Evolution of integrated causal structures in animats exposed to environments of increasing complexity.

Bibliographic Collection: 
Publication Type: Journal Article
Authors: Albantakis, Larissa; Hintze, Arend; Koch, Christof; Adami, Christoph; Tononi, Giulio
Year of Publication: 2014
Journal: PLoS Comput Biol
Volume: 10
Issue: 12
Pagination: e1003966
Date Published: 2014 Dec
Publication Language: eng
ISSN: 1553-7358
Keywords: Adaptation, Physiological, Algorithms, Biological Evolution, Computational Biology, Computer Simulation, Feedback, Physiological, Genetic Fitness, Models, Neurological, Selection, Genetic, Statistics, Nonparametric

Natural selection favors the evolution of brains that can capture fitness-relevant features of the environment's causal structure.

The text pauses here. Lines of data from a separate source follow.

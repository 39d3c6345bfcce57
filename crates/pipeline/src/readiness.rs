//! Host readiness for an external health check.

use std::path::PathBuf;

use chrono::Utc;
use joulegate_core::calibration::load_fresh;
use joulegate_core::isolation::{CheckStatus, IsolationManager};
use joulegate_core::lock::ResourceLock;
use joulegate_core::types::Timestamp;
use serde::{Deserialize, Serialize};

#[derive(Debug, Clone, PartialEq, Eq, Serialize, Deserialize)]
pub struct ReadinessReport {
    pub ready: bool,
    pub calibration: CheckStatus,
    pub isolated_cores: CheckStatus,
    pub lock: CheckStatus,
    pub checked_at: Timestamp,
}

pub struct ReadinessProbe {
    calibration_path: PathBuf,
    isolation: IsolationManager,
    lock: ResourceLock,
}

impl ReadinessProbe {
    pub fn new(
        calibration_path: impl Into<PathBuf>,
        isolation: IsolationManager,
        lock: ResourceLock,
    ) -> Self {
        Self {
            calibration_path: calibration_path.into(),
            isolation,
            lock,
        }
    }

    /// Run every check. Never short-circuits.
    pub async fn check(&self) -> ReadinessReport {
        let now = Utc::now();
        let calibration = load_fresh(&self.calibration_path, now);
        let report = self
            .isolation
            .verify_preconditions(&calibration, &self.lock)
            .await;

        let ready = report.is_ready();
        if ready {
            tracing::debug!("Readiness check passed");
        } else {
            tracing::warn!(failures = ?report.failures(), "Host not ready to measure");
        }

        ReadinessReport {
            ready,
            calibration: report.calibration,
            isolated_cores: report.isolated_cores,
            lock: report.lock,
            checked_at: now,
        }
    }
}

// ---------------------------------------------------------------------------
// Tests
// ---------------------------------------------------------------------------
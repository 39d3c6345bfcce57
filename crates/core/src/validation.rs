//! Correctness verdicts: per-test outcomes and the aggregate gate.

use serde::{Deserialize, Serialize};
use serde_json::Value;

/// Why a single test case did not pass.
#[derive(Debug, Clone, Copy, PartialEq, Eq, Serialize, Deserialize)]
#[serde(rename_all = "snake_case")]
pub enum TestFailureKind {
    /// Ran to completion but returned a different value.
    WrongAnswer,
    /// Exceeded the per-test wall-clock deadline.
    Timeout,
    /// Hit the address-space ceiling.
    MemoryExceeded,
    /// Child died without a structured reply (signal, abnormal exit).
    Crashed,
    /// The candidate function raised.
    Exception,
    /// Source failed to compile or the function was not found.
    LoadError,
}

impl TestFailureKind {
    pub fn as_str(&self) -> &'static str {
        match self {
            Self::WrongAnswer => "wrong_answer",
            Self::Timeout => "timeout",
            Self::MemoryExceeded => "memory_exceeded",
            Self::Crashed => "crashed",
            Self::Exception => "exception",
            Self::LoadError => "load_error",
        }
    }
}

#[derive(Debug, Clone, PartialEq, Serialize, Deserialize)]
pub struct TestError {
    pub kind: TestFailureKind,
    pub message: String,
}

/// Result of running one test case.
#[derive(Debug, Clone, PartialEq, Serialize, Deserialize)]
pub struct TestOutcome {
    pub test_id: String,
    pub passed: bool,
    #[serde(default, skip_serializing_if = "Option::is_none")]
    pub actual_output: Option<Value>,
    #[serde(default, skip_serializing_if = "Option::is_none")]
    pub error: Option<TestError>,
}

impl TestOutcome {
    pub fn pass(test_id: impl Into<String>, actual: Value) -> Self {
        Self {
            test_id: test_id.into(),
            passed: true,
            actual_output: Some(actual),
            error: None,
        }
    }

    pub fn wrong_answer(test_id: impl Into<String>, actual: Value, expected: &Value) -> Self {
        Self {
            test_id: test_id.into(),
            passed: false,
            error: Some(TestError {
                kind: TestFailureKind::WrongAnswer,
                message: format!("Expected {expected}, got {actual}"),
            }),
            actual_output: Some(actual),
        }
    }

    pub fn failed(
        test_id: impl Into<String>,
        kind: TestFailureKind,
        message: impl Into<String>,
    ) -> Self {
        Self {
            test_id: test_id.into(),
            passed: false,
            actual_output: None,
            error: Some(TestError {
                kind,
                message: message.into(),
            }),
        }
    }

    pub fn failure_kind(&self) -> Option<TestFailureKind> {
        self.error.as_ref().map(|e| e.kind)
    }
}

/// Aggregate verdict over every test case. No partial credit.
#[derive(Debug, Clone, PartialEq, Serialize, Deserialize)]
pub struct ValidationOutcome {
    pub tests: Vec<TestOutcome>,
    pub passed_count: usize,
    pub total_count: usize,
    pub is_correct: bool,
}

impl ValidationOutcome {
    pub fn from_tests(tests: Vec<TestOutcome>) -> Self {
        let passed_count = tests.iter().filter(|t| t.passed).count();
        let total_count = tests.len();
        Self {
            is_correct: total_count > 0 && passed_count == total_count,
            tests,
            passed_count,
            total_count,
        }
    }

    pub fn pass_rate(&self) -> f64 {
        if self.total_count == 0 {
            return 0.0;
        }
        self.passed_count as f64 / self.total_count as f64
    }

    /// Short human-readable summary, e.g. `1/2 tests passed (t2: wrong_answer)`.
    pub fn summary(&self) -> String {
        let failures: Vec<String> = self
            .tests
            .iter()
            .filter(|t| !t.passed)
            .map(|t| match t.failure_kind() {
                Some(kind) => format!("{}: {}", t.test_id, kind.as_str()),
                None => t.test_id.clone(),
            })
            .collect();

        if failures.is_empty() {
            format!("{}/{} tests passed", self.passed_count, self.total_count)
        } else {
            format!(
                "{}/{} tests passed ({})",
                self.passed_count,
                self.total_count,
                failures.join(", ")
            )
        }
    }
}

// ---------------------------------------------------------------------------
// Tests
// ---------------------------------------------------------------------------
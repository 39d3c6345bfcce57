//! Warmup and measured trials.
//!
//! The orchestrator is a small state machine:
//!
//! ```text
//! Warmup{n} -> ... -> Warmup{1} -> Measuring{1} -> ... -> Measuring{N}
//!                                       |                      |
//!                                       +--> Converged         +--> Exhausted
//! ```
//!
//! Every trial spawns a fresh child, waits for it to load, and only then
//! opens the energy window. The window closes when the reply line arrives
//! and the child is reaped afterwards, so interpreter start-up and teardown
//! never land in the counters.
//!
//! The lease is kept alive while a trial runs and renewed once more before
//! its sample is accepted. A lost lease abandons the trial and fails the
//! measurement. Cancellation is observed between trials only.

use std::sync::Arc;
use std::time::Duration;

use joulegate_core::energy::{EnergySampler, SamplerError, TrialSample, WindowError};
use joulegate_core::error::{ErrorType, MeasurementError};
use joulegate_core::isolation::IsolationError;
use joulegate_core::lock::{LockError, LockHandle, ResourceLock};
use joulegate_core::metrics::TrialRecord;
use joulegate_core::policy::TrialPolicy;
use joulegate_core::request::MeasurementRequest;
use joulegate_core::sandbox::{CandidateRunner, HarnessReply, PreparedRun, RunJob, SandboxError};
use joulegate_core::stats::coefficient_of_variation;
use joulegate_core::task::{Phase, TaskProgress};
use joulegate_core::types::CpuId;
use tokio_util::sync::CancellationToken;

/// Where the trial loop currently is.
#[derive(Debug, Clone, Copy, PartialEq, Eq)]
pub enum TrialPhase {
    /// Warmup trials still to run, counting down.
    Warmup { remaining: u32 },
    /// 1-based measured trial slot about to run.
    Measuring { trial: u32 },
    /// The CV target was met early.
    Converged,
    /// Every configured slot was used.
    Exhausted,
}

impl TrialPhase {
    pub fn initial(warmup_trials: u32) -> Self {
        if warmup_trials > 0 {
            Self::Warmup {
                remaining: warmup_trials,
            }
        } else {
            Self::Measuring { trial: 1 }
        }
    }

    pub fn is_terminal(&self) -> bool {
        matches!(self, Self::Converged | Self::Exhausted)
    }
}

/// Accepted trials and how the loop ended.
#[derive(Debug, Clone)]
pub struct TrialRun {
    pub records: Vec<TrialRecord>,
    pub converged: bool,
    pub failed_trials: u32,
    pub coefficient_of_variation: Option<f64>,
}

/// Why a single trial attempt produced no sample.
#[derive(Debug, thiserror::Error)]
enum TrialFailure {
    #[error(transparent)]
    Sandbox(SandboxError),

    #[error("candidate failed during trial: {}", .0.describe())]
    Candidate(HarnessReply),

    #[error(transparent)]
    Sampler(SamplerError),

    #[error(transparent)]
    Isolation(IsolationError),
}

impl TrialFailure {
    /// Resource limit behind this failure, if any.
    fn limit(&self) -> Option<ErrorType> {
        match self {
            Self::Sandbox(SandboxError::Timeout { .. }) => Some(ErrorType::Timeout),
            Self::Sandbox(e) if e.is_memory_crash() => Some(ErrorType::MemoryExceeded),
            Self::Candidate(HarnessReply::MemoryExceeded { .. }) => Some(ErrorType::MemoryExceeded),
            _ => None,
        }
    }
}

impl From<SandboxError> for TrialFailure {
    fn from(err: SandboxError) -> Self {
        match err {
            SandboxError::Isolation(e) => Self::Isolation(e),
            other => Self::Sandbox(other),
        }
    }
}

/// Everything one request's trial loop needs besides the orchestrator.
pub struct TrialContext<'a> {
    pub request: &'a MeasurementRequest,
    pub core: CpuId,
    pub lock: &'a ResourceLock,
    pub cancel: &'a CancellationToken,
}

pub struct TrialOrchestrator<R> {
    runner: Arc<R>,
    sampler: EnergySampler,
    policy: TrialPolicy,
}

impl<R: CandidateRunner> TrialOrchestrator<R> {
    pub fn new(runner: Arc<R>, sampler: EnergySampler, policy: TrialPolicy) -> Self {
        Self {
            runner,
            sampler,
            policy,
        }
    }

    /// Run warmup then measured trials until converged or exhausted.
    ///
    /// Failed attempts are retried within their slot up to the policy's
    /// limit. Isolation failures abort at once.
    pub async fn run(
        &self,
        ctx: TrialContext<'_>,
        handle: &mut LockHandle,
        on_progress: &(dyn Fn(TaskProgress) + Send + Sync),
    ) -> Result<TrialRun, MeasurementError> {
        let warmup_total = ctx.request.warmup_trials;
        let measured_total = ctx.request.energy_measurement_trials;
        let min_samples = self.policy.effective_min_samples();

        let mut phase = TrialPhase::initial(warmup_total);
        let mut records: Vec<TrialRecord> = Vec::new();
        let mut failed_trials = 0u32;
        let mut slot_retries = 0u32;
        let mut last_error = String::new();
        let mut limits: Vec<Option<ErrorType>> = Vec::new();
        let mut cv = None;

        while !phase.is_terminal() {
            if ctx.cancel.is_cancelled() {
                tracing::info!(completed = records.len(), "Measurement cancelled");
                return Err(MeasurementError::Cancelled {
                    completed_trials: records.len() as u32,
                });
            }
            ctx.lock.renew(handle).await?;

            phase = match phase {
                TrialPhase::Warmup { remaining } => {
                    on_progress(TaskProgress {
                        phase: Phase::Warmup,
                        current: warmup_total - remaining + 1,
                        total: warmup_total,
                    });
                    match self.leased_attempt(&ctx, handle).await? {
                        Ok(_) => {}
                        Err(TrialFailure::Isolation(e)) => return Err(e.into()),
                        Err(e) => tracing::warn!(error = %e, "Warmup trial failed"),
                    }
                    if remaining > 1 {
                        TrialPhase::Warmup {
                            remaining: remaining - 1,
                        }
                    } else {
                        TrialPhase::Measuring { trial: 1 }
                    }
                }
                TrialPhase::Measuring { trial } => {
                    on_progress(TaskProgress {
                        phase: Phase::Measuring,
                        current: trial,
                        total: measured_total,
                    });
                    match self.leased_attempt(&ctx, handle).await? {
                        Ok(sample) => {
                            slot_retries = 0;
                            let net = self.sampler.net(&sample);
                            let record = TrialRecord::new(
                                trial,
                                sample.started_at,
                                sample.finished_at,
                                net,
                                sample.repeat_count,
                            );
                            tracing::debug!(
                                trial,
                                package_joules = record.package_joules,
                                dram_joules = record.dram_joules,
                                seconds = record.seconds,
                                repeat_count = record.repeat_count,
                                "Trial recorded",
                            );
                            records.push(record);

                            let totals: Vec<f64> =
                                records.iter().map(TrialRecord::total_joules).collect();
                            cv = coefficient_of_variation(&totals);
                            let enough = records.len() >= min_samples;
                            match cv {
                                Some(c) if enough && c < self.policy.target_cv => {
                                    tracing::info!(
                                        trials = records.len(),
                                        cv = c,
                                        "Trials converged",
                                    );
                                    TrialPhase::Converged
                                }
                                _ => next_slot(trial, measured_total),
                            }
                        }
                        Err(TrialFailure::Isolation(e)) => return Err(e.into()),
                        Err(e) => {
                            failed_trials += 1;
                            last_error = e.to_string();
                            limits.push(e.limit());
                            if slot_retries < self.policy.max_retries_per_trial {
                                slot_retries += 1;
                                tracing::warn!(
                                    trial,
                                    retry = slot_retries,
                                    error = %e,
                                    "Trial failed, retrying",
                                );
                                TrialPhase::Measuring { trial }
                            } else {
                                slot_retries = 0;
                                tracing::warn!(
                                    trial,
                                    error = %e,
                                    "Trial failed, retries exhausted",
                                );
                                next_slot(trial, measured_total)
                            }
                        }
                    }
                }
                terminal => terminal,
            };

            if !phase.is_terminal() {
                self.cool_down(ctx.cancel).await;
            }
        }

        if records.is_empty() {
            return Err(exhausted_error(failed_trials, last_error, &limits));
        }

        Ok(TrialRun {
            converged: phase == TrialPhase::Converged,
            records,
            failed_trials,
            coefficient_of_variation: cv,
        })
    }

    /// One trial run beside the lease heartbeat.
    ///
    /// The outer error is a lost or unreachable lease; the trial's own
    /// outcome is only returned once the lease is confirmed to still be held.
    async fn leased_attempt(
        &self,
        ctx: &TrialContext<'_>,
        handle: &mut LockHandle,
    ) -> Result<Result<TrialSample, TrialFailure>, LockError> {
        let outcome = tokio::select! {
            outcome = self.attempt(ctx) => outcome,
            err = ctx.lock.keep_alive(handle) => {
                tracing::error!(error = %err, "Lease lost during trial, abandoning it");
                return Err(err);
            }
        };
        ctx.lock.renew(handle).await?;
        Ok(outcome)
    }

    /// One trial: spawn and load, sample around the released workload, then
    /// reap the child outside the window.
    async fn attempt(&self, ctx: &TrialContext<'_>) -> Result<TrialSample, TrialFailure> {
        let request = ctx.request;
        let job = RunJob::run(
            &request.candidate_source,
            &request.function_name,
            request.call_list(),
            trial_timeout(request, self.policy.min_trial_seconds),
            request.memory_limit_mb,
        )
        .with_min_wall_seconds(self.policy.min_trial_seconds)
        .with_return_outputs(false)
        .pinned_to(ctx.core);

        let mut prepared = self.runner.prepare(job).await?;
        let child = &mut prepared;
        let sample = self
            .sampler
            .sample_window(move || async move {
                match child.run_workload().await {
                    Ok(HarnessReply::Ok { repeat_count, .. }) => Ok(repeat_count),
                    Ok(other) => Err(TrialFailure::Candidate(other)),
                    Err(e) => Err(TrialFailure::from(e)),
                }
            })
            .await
            .map_err(|e| match e {
                WindowError::Counters(e) => TrialFailure::Sampler(e),
                WindowError::Work(e) => e,
            });

        let reaped = prepared.finish().await;
        match (sample, reaped) {
            (Ok(sample), Ok(())) => Ok(sample),
            (Ok(_), Err(e)) => Err(e.into()),
            (Err(e), reaped) => {
                if let Err(reap) = reaped {
                    tracing::debug!(error = %reap, "Failed to reap trial child");
                }
                Err(e)
            }
        }
    }

    async fn cool_down(&self, cancel: &CancellationToken) {
        if self.policy.cooldown.is_zero() {
            return;
        }
        tokio::select! {
            _ = cancel.cancelled() => {}
            _ = tokio::time::sleep(self.policy.cooldown) => {}
        }
    }
}
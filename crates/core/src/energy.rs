//! Hardware energy counters and the trial-window sampler.
//!
//! Counters are cumulative microjoule registers exposed through the Linux
//! powercap interface (`/sys/class/powercap/intel-rapl:N/energy_uj`). They are
//! fixed width and wrap at `max_energy_range_uj`, so every delta is taken in
//! modular arithmetic.
//!
//! A missing DRAM domain is a valid configuration: DRAM energy is then zero.
//! A counter that exists but cannot be read is a [`SamplerError`].

use std::future::Future;
use std::path::{Path, PathBuf};
use std::sync::Arc;
use std::time::Instant;

use chrono::Utc;
use serde::{Deserialize, Serialize};

use crate::types::Timestamp;

// ---------------------------------------------------------------------------
// Constants
// ---------------------------------------------------------------------------

/// Default powercap root.
pub const DEFAULT_RAPL_ROOT: &str = "/sys/class/powercap";

/// Wrap period assumed when `max_energy_range_uj` is unreadable (32-bit counter).
pub const FALLBACK_WRAP_UJ: u64 = 1 << 32;

const MICROJOULES_PER_JOULE: f64 = 1_000_000.0;

// ---------------------------------------------------------------------------
// Errors
// ---------------------------------------------------------------------------

#[derive(Debug, thiserror::Error)]
pub enum SamplerError {
    #[error("No energy counter domain found: {0}")]
    NotFound(String),

    #[error("Failed to read energy counter {path}: {source}")]
    Read {
        path: PathBuf,
        #[source]
        source: std::io::Error,
    },

    #[error("Malformed energy counter value in {path}: {value:?}")]
    Parse { path: PathBuf, value: String },
}

// ---------------------------------------------------------------------------
// Counter sources
// ---------------------------------------------------------------------------

/// One simultaneous reading of every available counter, in microjoules.
#[derive(Debug, Clone, Copy, PartialEq, Eq)]
pub struct CounterSnapshot {
    pub package_uj: u64,
    pub dram_uj: Option<u64>,
}

/// A source of cumulative energy counters.
pub trait EnergyCounters: Send + Sync {
    fn read(&self) -> Result<CounterSnapshot, SamplerError>;

    /// Value at which the package counter wraps back to zero.
    fn package_wrap_uj(&self) -> u64;

    /// Wrap period of the DRAM counter, `None` when the domain is absent.
    fn dram_wrap_uj(&self) -> Option<u64>;

    /// Human-readable name of the package domain (e.g. `package-0`).
    fn package_domain(&self) -> String;

    fn has_dram(&self) -> bool {
        self.dram_wrap_uj().is_some()
    }
}

#[derive(Debug, Clone)]
struct RaplZone {
    name: String,
    energy_path: PathBuf,
    wrap_uj: u64,
}

impl RaplZone {
    fn open(dir: &Path) -> Result<Self, SamplerError> {
        let name = read_trimmed(&dir.join("name"))?;
        let energy_path = dir.join("energy_uj");
        if !energy_path.exists() {
            return Err(SamplerError::NotFound(format!(
                "{} has no energy_uj",
                dir.display()
            )));
        }
        let wrap_uj = read_u64(&dir.join("max_energy_range_uj"))
            .ok()
            .filter(|v| *v > 0)
            .unwrap_or(FALLBACK_WRAP_UJ);
        Ok(Self {
            name,
            energy_path,
            wrap_uj,
        })
    }

    fn read_uj(&self) -> Result<u64, SamplerError> {
        read_u64(&self.energy_path)
    }
}

/// RAPL counters for one package and, when present, its DRAM sub-zone.
#[derive(Debug, Clone)]
pub struct RaplCounters {
    package: RaplZone,
    dram: Option<RaplZone>,
}

impl RaplCounters {
    /// Locate `intel-rapl:<socket>` under `root` and its `dram` sub-zone.
    ///
    /// The package zone must exist. The DRAM zone is optional.
    pub fn discover(root: &Path, socket: u32) -> Result<Self, SamplerError> {
        let package_dir = root.join(format!("intel-rapl:{socket}"));
        if !package_dir.is_dir() {
            return Err(SamplerError::NotFound(format!(
                "{} does not exist",
                package_dir.display()
            )));
        }
        let package = RaplZone::open(&package_dir)?;

        let prefix = format!("intel-rapl:{socket}:");
        let mut dram = None;
        let entries = std::fs::read_dir(&package_dir).map_err(|source| SamplerError::Read {
            path: package_dir.clone(),
            source,
        })?;
        for entry in entries.flatten() {
            let file_name = entry.file_name();
            let Some(file_name) = file_name.to_str() else {
                continue;
            };
            if !file_name.starts_with(&prefix) {
                continue;
            }
            if let Ok(zone) = RaplZone::open(&entry.path()) {
                if zone.name == "dram" {
                    dram = Some(zone);
                    break;
                }
            }
        }

        tracing::info!(
            package = %package.name,
            package_wrap_uj = package.wrap_uj,
            dram = dram.is_some(),
            "Discovered RAPL energy counters",
        );

        Ok(Self { package, dram })
    }
}

impl EnergyCounters for RaplCounters {
    fn read(&self) -> Result<CounterSnapshot, SamplerError> {
        let package_uj = self.package.read_uj()?;
        let dram_uj = match &self.dram {
            Some(zone) => Some(zone.read_uj()?),
            None => None,
        };
        Ok(CounterSnapshot {
            package_uj,
            dram_uj,
        })
    }

    fn package_wrap_uj(&self) -> u64 {
        self.package.wrap_uj
    }

    fn dram_wrap_uj(&self) -> Option<u64> {
        self.dram.as_ref().map(|z| z.wrap_uj)
    }

    fn package_domain(&self) -> String {
        self.package.name.clone()
    }
}

/// Stand-in for a host whose counters could not be discovered. Every read
/// fails with the discovery error.
#[derive(Debug, Clone)]
pub struct UnavailableCounters {
    reason: String,
}

impl UnavailableCounters {
    pub fn new(reason: impl Into<String>) -> Self {
        Self {
            reason: reason.into(),
        }
    }
}

impl EnergyCounters for UnavailableCounters {
    fn read(&self) -> Result<CounterSnapshot, SamplerError> {
        Err(SamplerError::NotFound(self.reason.clone()))
    }

    fn package_wrap_uj(&self) -> u64 {
        FALLBACK_WRAP_UJ
    }

    fn dram_wrap_uj(&self) -> Option<u64> {
        None
    }

    fn package_domain(&self) -> String {
        "unavailable".into()
    }
}

fn read_trimmed(path: &Path) -> Result<String, SamplerError> {
    std::fs::read_to_string(path)
        .map(|s| s.trim().to_string())
        .map_err(|source| SamplerError::Read {
            path: path.to_path_buf(),
            source,
        })
}

fn read_u64(path: &Path) -> Result<u64, SamplerError> {
    let raw = read_trimmed(path)?;
    raw.parse().map_err(|_| SamplerError::Parse {
        path: path.to_path_buf(),
        value: raw,
    })
}

/// Difference between two readings of a counter that wraps at `wrap_uj`.
pub fn counter_delta(before: u64, after: u64, wrap_uj: u64) -> u64 {
    if after >= before {
        after - before
    } else {
        wrap_uj.saturating_sub(before).saturating_add(after)
    }
}

// ---------------------------------------------------------------------------
// Sampling
// ---------------------------------------------------------------------------

/// Raw readings for one executed trial window.
#[derive(Debug, Clone, PartialEq, Serialize, Deserialize)]
pub struct TrialSample {
    pub package_joules_raw: f64,
    /// Zero when no DRAM domain exists.
    pub dram_joules_raw: f64,
    pub dram_available: bool,
    pub wall_seconds: f64,
    /// Complete passes over the workload inside the window (at least 1).
    pub repeat_count: u64,
    pub started_at: Timestamp,
    pub finished_at: Timestamp,
}

/// Idle power subtracted from raw counter deltas.
#[derive(Debug, Clone, Copy, PartialEq)]
pub struct Baseline {
    pub package_idle_watts: f64,
    /// Applied to DRAM only when set.
    pub dram_idle_watts: Option<f64>,
}

/// Baseline-corrected energy for one logical run of the workload.
#[derive(Debug, Clone, Copy, PartialEq)]
pub struct NetEnergy {
    pub package_joules: f64,
    pub dram_joules: f64,
    pub seconds: f64,
}

impl NetEnergy {
    pub fn total_joules(&self) -> f64 {
        self.package_joules + self.dram_joules
    }
}

/// Failure of a sampled window: either the counters or the work itself.
#[derive(Debug, thiserror::Error)]
pub enum WindowError<E> {
    #[error(transparent)]
    Counters(SamplerError),

    #[error("{0}")]
    Work(E),
}

/// Reads counters around a unit of work and applies the idle baseline.
#[derive(Clone)]
pub struct EnergySampler {
    counters: Arc<dyn EnergyCounters>,
    baseline: Baseline,
}

impl EnergySampler {
    pub fn new(counters: Arc<dyn EnergyCounters>, baseline: Baseline) -> Self {
        Self { counters, baseline }
    }

    pub fn baseline(&self) -> Baseline {
        self.baseline
    }

    pub fn dram_available(&self) -> bool {
        self.counters.has_dram()
    }

    pub fn package_domain(&self) -> String {
        self.counters.package_domain()
    }

    /// Read counters, run `work`, read counters again.
    ///
    /// `work` resolves to the number of complete workload passes it executed.
    pub async fn sample_window<F, Fut, E>(&self, work: F) -> Result<TrialSample, WindowError<E>>
    where
        F: FnOnce() -> Fut,
        Fut: Future<Output = Result<u64, E>>,
    {
        let started_at = Utc::now();
        let before = self.counters.read().map_err(WindowError::Counters)?;
        let start = Instant::now();

        let repeat_count = work().await.map_err(WindowError::Work)?;

        let wall_seconds = start.elapsed().as_secs_f64();
        let after = self.counters.read().map_err(WindowError::Counters)?;
        let finished_at = Utc::now();

        let package_uj = counter_delta(
            before.package_uj,
            after.package_uj,
            self.counters.package_wrap_uj(),
        );
        let dram_uj = match (before.dram_uj, after.dram_uj, self.counters.dram_wrap_uj()) {
            (Some(b), Some(a), Some(wrap)) => Some(counter_delta(b, a, wrap)),
            _ => None,
        };

        Ok(TrialSample {
            package_joules_raw: package_uj as f64 / MICROJOULES_PER_JOULE,
            dram_joules_raw: dram_uj.map_or(0.0, |uj| uj as f64 / MICROJOULES_PER_JOULE),
            dram_available: dram_uj.is_some(),
            wall_seconds,
            repeat_count: repeat_count.max(1),
            started_at,
            finished_at,
        })
    }

    /// Baseline-corrected energy normalised to one logical run.
    ///
    /// Package energy is clamped at zero after subtraction.
    pub fn net(&self, sample: &TrialSample) -> NetEnergy {
        let repeats = sample.repeat_count.max(1) as f64;
        let package = (sample.package_joules_raw
            - self.baseline.package_idle_watts * sample.wall_seconds)
            .max(0.0);
        let dram = match (sample.dram_available, self.baseline.dram_idle_watts) {
            (true, Some(idle)) => (sample.dram_joules_raw - idle * sample.wall_seconds).max(0.0),
            (true, None) => sample.dram_joules_raw,
            (false, _) => 0.0,
        };
        NetEnergy {
            package_joules: package / repeats,
            dram_joules: dram / repeats,
            seconds: sample.wall_seconds / repeats,
        }
    }
}

// ---------------------------------------------------------------------------
// Tests
// ---------------------------------------------------------------------------
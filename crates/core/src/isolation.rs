//! CPU isolation: isolated-core discovery, affinity pinning and readiness
//! preconditions.
//!
//! Pinning never falls back to unpinned execution. Any failure to bind a
//! process to the measurement core is an [`IsolationError`] and aborts the
//! measurement.

use std::collections::BTreeSet;
use std::path::{Path, PathBuf};

use serde::{Deserialize, Serialize};

use crate::calibration::{CalibrationError, CalibrationProfile};
use crate::lock::ResourceLock;
use crate::types::CpuId;

// ---------------------------------------------------------------------------
// Constants
// ---------------------------------------------------------------------------

pub const DEFAULT_CPU_SYSFS_ROOT: &str = "/sys/devices/system/cpu";
pub const DEFAULT_THERMAL_ROOT: &str = "/sys/class/thermal";

/// Thermal zone types that report CPU die temperatures.
const CPU_THERMAL_KEYWORDS: &[&str] = &["cpu", "core", "pkg", "x86"];

// ---------------------------------------------------------------------------
// Errors
// ---------------------------------------------------------------------------

#[derive(Debug, thiserror::Error)]
pub enum IsolationError {
    #[error("No isolated CPU cores configured on this host")]
    NoIsolatedCores,

    #[error("Measurement core {core} is not isolated (isolated: {isolated})")]
    CoreNotIsolated { core: CpuId, isolated: String },

    #[error("Measurement core {core} is outside this process's allowed CPU set")]
    CoreNotAllowed { core: CpuId },

    #[error("Failed to set CPU affinity of pid {pid} to core {core}: {source}")]
    Affinity {
        pid: u32,
        core: CpuId,
        #[source]
        source: std::io::Error,
    },

    #[error("Failed to read {path}: {source}")]
    Sysfs {
        path: PathBuf,
        #[source]
        source: std::io::Error,
    },

    #[error("Invalid CPU list {0:?}")]
    InvalidCpuList(String),

    #[error("CPU affinity is not supported on this platform")]
    Unsupported,

    #[error("Host is not ready to measure: {0}")]
    NotReady(String),
}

We investigated the evolution of small, adaptive logic-gate networks ("animats") in task environments where falling blocks of different sizes have to be caught or avoided in a 'Tetris-like' game. Solving these tasks requires the integration of sensor inputs and memory. Evolved networks were evaluated using measures of information integration, including the number of evolved concepts and the total amount of integrated conceptual information. The results show that, over the course of the animats' adaptation, i) the number of concepts grows; ii) integrated conceptual information increases; iii) this increase depends on the complexity of the environment, especially on the requirement for sequential memory. These results suggest that the need to capture the causal structure of a rich environment, given limited sensors and internal mechanisms, is an important driving force for organisms to develop highly integrated networks ("brains") with many concepts, leading to an increase in their internal complexity.

DOI: 10.1371/journal.pcbi.1003966
Alternate Journal: PLoS Comput. Biol.